-------- The input --------
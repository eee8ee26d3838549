//! Filter composition.
//!
//! A [`FieldFilter`] maps field paths to [`ConditionMap`]s and passes when
//! every entry passes. [`ComplexFilter`] combines field filters in two flat
//! groups:
//!
//! ```text
//! match = (every AND filter passes, or AND is empty)
//!       ∧ (some OR filter passes, or OR is empty)
//! ```
//!
//! [`FilterNode`] is the nested form for callers that need more than two
//! groups. Every `ComplexFilter` converts into an equivalent node.

use std::collections::BTreeMap;

use serde::Deserialize;
use tracing::{debug, trace};

use crate::condition::ConditionMap;
use crate::error::Result;
use crate::options::FilterOptions;
use crate::record::Record;

/// Predicate over records, evaluated under [`FilterOptions`].
pub trait RecordFilter {
    /// Tests one record.
    ///
    /// Returns an error if an operator is applied to a value it does not
    /// support.
    fn matches<R: Record + ?Sized>(&self, record: &R, options: &FilterOptions) -> Result<bool>;
}

/// Conditions keyed by field path. All entries must pass.
///
/// # Example
///
/// ```
/// use relic_query::{ConditionMap, FieldFilter, FilterOptions, RecordFilter};
/// use serde_json::json;
///
/// let filter = FieldFilter::new()
///     .field("price", ConditionMap::new().less_than(20))
///     .field("name", ConditionMap::new().starts_with("arcane"));
///
/// let listing = json!({ "name": "Arcane Energize", "price": 15 });
/// assert!(filter.matches(&listing, &FilterOptions::default()).unwrap());
/// ```
#[derive(Debug, Clone, Default, PartialEq, Deserialize)]
#[serde(transparent)]
pub struct FieldFilter {
    entries: BTreeMap<String, ConditionMap>,
}

impl FieldFilter {
    /// Creates an empty field filter, which every record passes.
    pub fn new() -> Self {
        FieldFilter::default()
    }

    /// Adds (or replaces) the conditions for a field path.
    pub fn field(mut self, path: impl Into<String>, conditions: ConditionMap) -> Self {
        self.entries.insert(path.into(), conditions);
        self
    }

    /// Returns the conditions for a field path.
    pub fn get(&self, path: &str) -> Option<&ConditionMap> {
        self.entries.get(path)
    }

    /// Iterates over `(path, conditions)` entries in path order.
    pub fn iter(&self) -> impl Iterator<Item = (&str, &ConditionMap)> {
        self.entries.iter().map(|(path, map)| (path.as_str(), map))
    }

    /// Returns the number of field entries.
    pub fn len(&self) -> usize {
        self.entries.len()
    }

    /// Returns `true` if there are no field entries.
    pub fn is_empty(&self) -> bool {
        self.entries.is_empty()
    }
}

impl RecordFilter for FieldFilter {
    fn matches<R: Record + ?Sized>(&self, record: &R, options: &FilterOptions) -> Result<bool> {
        for (path, conditions) in &self.entries {
            if !conditions.matches_record(record, path, options)? {
                return Ok(false);
            }
        }
        Ok(true)
    }
}

/// Two-group filter: all of `AND` and any of `OR`.
///
/// Absent or empty groups are vacuously true.
///
/// ```
/// use relic_query::ComplexFilter;
///
/// let filter: ComplexFilter = serde_json::from_str(r#"{
///     "AND": [{ "price": { "LESS_THAN": 20 } }],
///     "OR": [
///         { "name": { "CONTAINS_VALUE": "riven" } },
///         { "tags": { "IN_ARRAY": "vaulted" } }
///     ]
/// }"#).unwrap();
/// assert_eq!(filter.and.len(), 1);
/// assert_eq!(filter.or.len(), 2);
/// ```
#[derive(Debug, Clone, Default, PartialEq, Deserialize)]
pub struct ComplexFilter {
    /// Filters that must all pass.
    #[serde(rename = "AND", default)]
    pub and: Vec<FieldFilter>,
    /// Filters of which at least one must pass.
    #[serde(rename = "OR", default)]
    pub or: Vec<FieldFilter>,
}

impl ComplexFilter {
    /// Creates an empty filter, which every record passes.
    pub fn new() -> Self {
        ComplexFilter::default()
    }

    /// Adds a filter to the AND group.
    pub fn and(mut self, filter: FieldFilter) -> Self {
        self.and.push(filter);
        self
    }

    /// Adds a filter to the OR group.
    pub fn or(mut self, filter: FieldFilter) -> Self {
        self.or.push(filter);
        self
    }

    /// Returns `true` if both groups are empty.
    pub fn is_empty(&self) -> bool {
        self.and.is_empty() && self.or.is_empty()
    }
}

impl RecordFilter for ComplexFilter {
    fn matches<R: Record + ?Sized>(&self, record: &R, options: &FilterOptions) -> Result<bool> {
        for filter in &self.and {
            if !filter.matches(record, options)? {
                return Ok(false);
            }
        }

        if self.or.is_empty() {
            return Ok(true);
        }
        for filter in &self.or {
            if filter.matches(record, options)? {
                return Ok(true);
            }
        }
        Ok(false)
    }
}

/// Nested boolean filter tree.
///
/// Unlike the groups of [`ComplexFilter`], an empty `Or` node matches
/// nothing. An empty `And` node matches everything.
#[derive(Debug, Clone, PartialEq)]
pub enum FilterNode {
    Leaf(FieldFilter),
    And(Vec<FilterNode>),
    Or(Vec<FilterNode>),
}

impl RecordFilter for FilterNode {
    fn matches<R: Record + ?Sized>(&self, record: &R, options: &FilterOptions) -> Result<bool> {
        match self {
            FilterNode::Leaf(filter) => filter.matches(record, options),
            FilterNode::And(children) => {
                for child in children {
                    if !child.matches(record, options)? {
                        return Ok(false);
                    }
                }
                Ok(true)
            }
            FilterNode::Or(children) => {
                for child in children {
                    if child.matches(record, options)? {
                        return Ok(true);
                    }
                }
                Ok(false)
            }
        }
    }
}

impl From<FieldFilter> for FilterNode {
    fn from(filter: FieldFilter) -> Self {
        FilterNode::Leaf(filter)
    }
}

impl From<ComplexFilter> for FilterNode {
    fn from(filter: ComplexFilter) -> Self {
        let mut groups = Vec::with_capacity(2);
        if !filter.and.is_empty() {
            groups.push(FilterNode::And(
                filter.and.into_iter().map(FilterNode::Leaf).collect(),
            ));
        }
        // An empty OR group is vacuously true, so it is left out entirely.
        if !filter.or.is_empty() {
            groups.push(FilterNode::Or(
                filter.or.into_iter().map(FilterNode::Leaf).collect(),
            ));
        }
        FilterNode::And(groups)
    }
}

impl<F: RecordFilter + ?Sized> RecordFilter for &F {
    fn matches<R: Record + ?Sized>(&self, record: &R, options: &FilterOptions) -> Result<bool> {
        (**self).matches(record, options)
    }
}

/// Returns the records that pass `filter` under the default options.
///
/// Order is preserved.
///
/// # Example
///
/// ```
/// use relic_query::{apply_filter, ComplexFilter};
/// use serde_json::json;
///
/// let items = vec![
///     json!({ "name": "Forma", "price": 10 }),
///     json!({ "name": "Riven", "price": 90 }),
/// ];
/// let filter: ComplexFilter =
///     serde_json::from_value(json!({ "AND": [{ "price": { "GREATER_THAN": 50 } }] })).unwrap();
///
/// let kept = apply_filter(&items, &filter).unwrap();
/// assert_eq!(kept, vec![&items[1]]);
/// ```
pub fn apply_filter<'a, T: Record>(items: &'a [T], filter: &ComplexFilter) -> Result<Vec<&'a T>> {
    apply_filter_with(items, filter, &FilterOptions::default())
}

/// Returns the records that pass `filter` under `options`.
///
/// Fails on the first operator error.
pub fn apply_filter_with<'a, T, F>(
    items: &'a [T],
    filter: &F,
    options: &FilterOptions,
) -> Result<Vec<&'a T>>
where
    T: Record,
    F: RecordFilter + ?Sized,
{
    let mut kept = Vec::with_capacity(items.len());
    for (index, item) in items.iter().enumerate() {
        match filter.matches(item, options) {
            Ok(true) => kept.push(item),
            Ok(false) => {}
            Err(err) => {
                trace!(index, error = %err, "record failed filter evaluation");
                return Err(err);
            }
        }
    }
    debug!(input = items.len(), kept = kept.len(), "applied filter");
    Ok(kept)
}

#[cfg(test)]
mod tests {
    use super::*;
    use serde_json::json;

    fn price_below(limit: i64) -> FieldFilter {
        FieldFilter::new().field("price", ConditionMap::new().less_than(limit))
    }

    fn named(name: &str) -> FieldFilter {
        FieldFilter::new().field("name", ConditionMap::new().equals(name))
    }

    fn items() -> Vec<serde_json::Value> {
        vec![
            json!({ "name": "forma", "price": 10 }),
            json!({ "name": "riven", "price": 90 }),
            json!({ "name": "lex", "price": 30 }),
        ]
    }

    #[test]
    fn empty_filter_keeps_everything() {
        let items = items();
        let kept = apply_filter(&items, &ComplexFilter::new()).unwrap();
        assert_eq!(kept.len(), 3);
    }

    #[test]
    fn and_group_requires_all() {
        let items = items();
        let filter = ComplexFilter::new().and(price_below(50)).and(named("lex"));
        let kept = apply_filter(&items, &filter).unwrap();
        assert_eq!(kept, vec![&items[2]]);
    }

    #[test]
    fn or_group_requires_any() {
        let items = items();
        let filter = ComplexFilter::new().or(named("forma")).or(named("riven"));
        let kept = apply_filter(&items, &filter).unwrap();
        assert_eq!(kept, vec![&items[0], &items[1]]);
    }

    #[test]
    fn groups_combine_with_and() {
        let items = items();
        let filter = ComplexFilter::new()
            .and(price_below(50))
            .or(named("riven"))
            .or(named("lex"));
        let kept = apply_filter(&items, &filter).unwrap();
        assert_eq!(kept, vec![&items[2]]);
    }

    #[test]
    fn field_filter_requires_every_entry() {
        let record = json!({ "name": "forma", "price": 10 });
        let filter = price_below(50).field("name", ConditionMap::new().equals("lex"));
        assert!(!filter.matches(&record, &FilterOptions::default()).unwrap());
        assert!(FieldFilter::new()
            .matches(&record, &FilterOptions::default())
            .unwrap());
    }

    #[test]
    fn nodes_nest() {
        let items = items();
        // price < 50 AND (name = forma OR (name = lex AND price < 20))
        let node = FilterNode::And(vec![
            price_below(50).into(),
            FilterNode::Or(vec![
                named("forma").into(),
                FilterNode::And(vec![named("lex").into(), price_below(20).into()]),
            ]),
        ]);
        let kept = apply_filter_with(&items, &node, &FilterOptions::default()).unwrap();
        assert_eq!(kept, vec![&items[0]]);
    }

    #[test]
    fn empty_or_node_matches_nothing() {
        let record = json!({ "name": "forma" });
        let options = FilterOptions::default();
        assert!(!FilterNode::Or(vec![]).matches(&record, &options).unwrap());
        assert!(FilterNode::And(vec![]).matches(&record, &options).unwrap());
    }

    #[test]
    fn complex_filter_converts_to_equivalent_node() {
        let items = items();
        let filters = [
            ComplexFilter::new(),
            ComplexFilter::new().and(price_below(50)),
            ComplexFilter::new().or(named("riven")).or(named("lex")),
            ComplexFilter::new().and(price_below(50)).or(named("riven")),
        ];
        let options = FilterOptions::default();
        for filter in filters {
            let node = FilterNode::from(filter.clone());
            assert_eq!(
                apply_filter_with(&items, &filter, &options).unwrap(),
                apply_filter_with(&items, &node, &options).unwrap(),
            );
        }
    }

    #[test]
    fn operator_errors_propagate() {
        let items = items();
        let filter = ComplexFilter::new().and(
            FieldFilter::new().field("price", ConditionMap::new().contains_value("1")),
        );
        assert!(apply_filter(&items, &filter).is_err());
    }

    #[test]
    fn deserializes_field_filter() {
        let filter: FieldFilter = serde_json::from_value(json!({
            "price": { "LESS_THAN": 20, "type": "number" },
            "name": { "STARTS_WITH": "Arc" },
        }))
        .unwrap();
        assert_eq!(filter.len(), 2);
        assert!(filter.get("price").is_some());
        assert_eq!(
            filter.iter().map(|(path, _)| path).collect::<Vec<_>>(),
            vec!["name", "price"]
        );
    }
}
--------
== Task to complete ==
What is the number of lines in the data that include "children"? Respond with that number and no other text.

== Reply to the task ==
4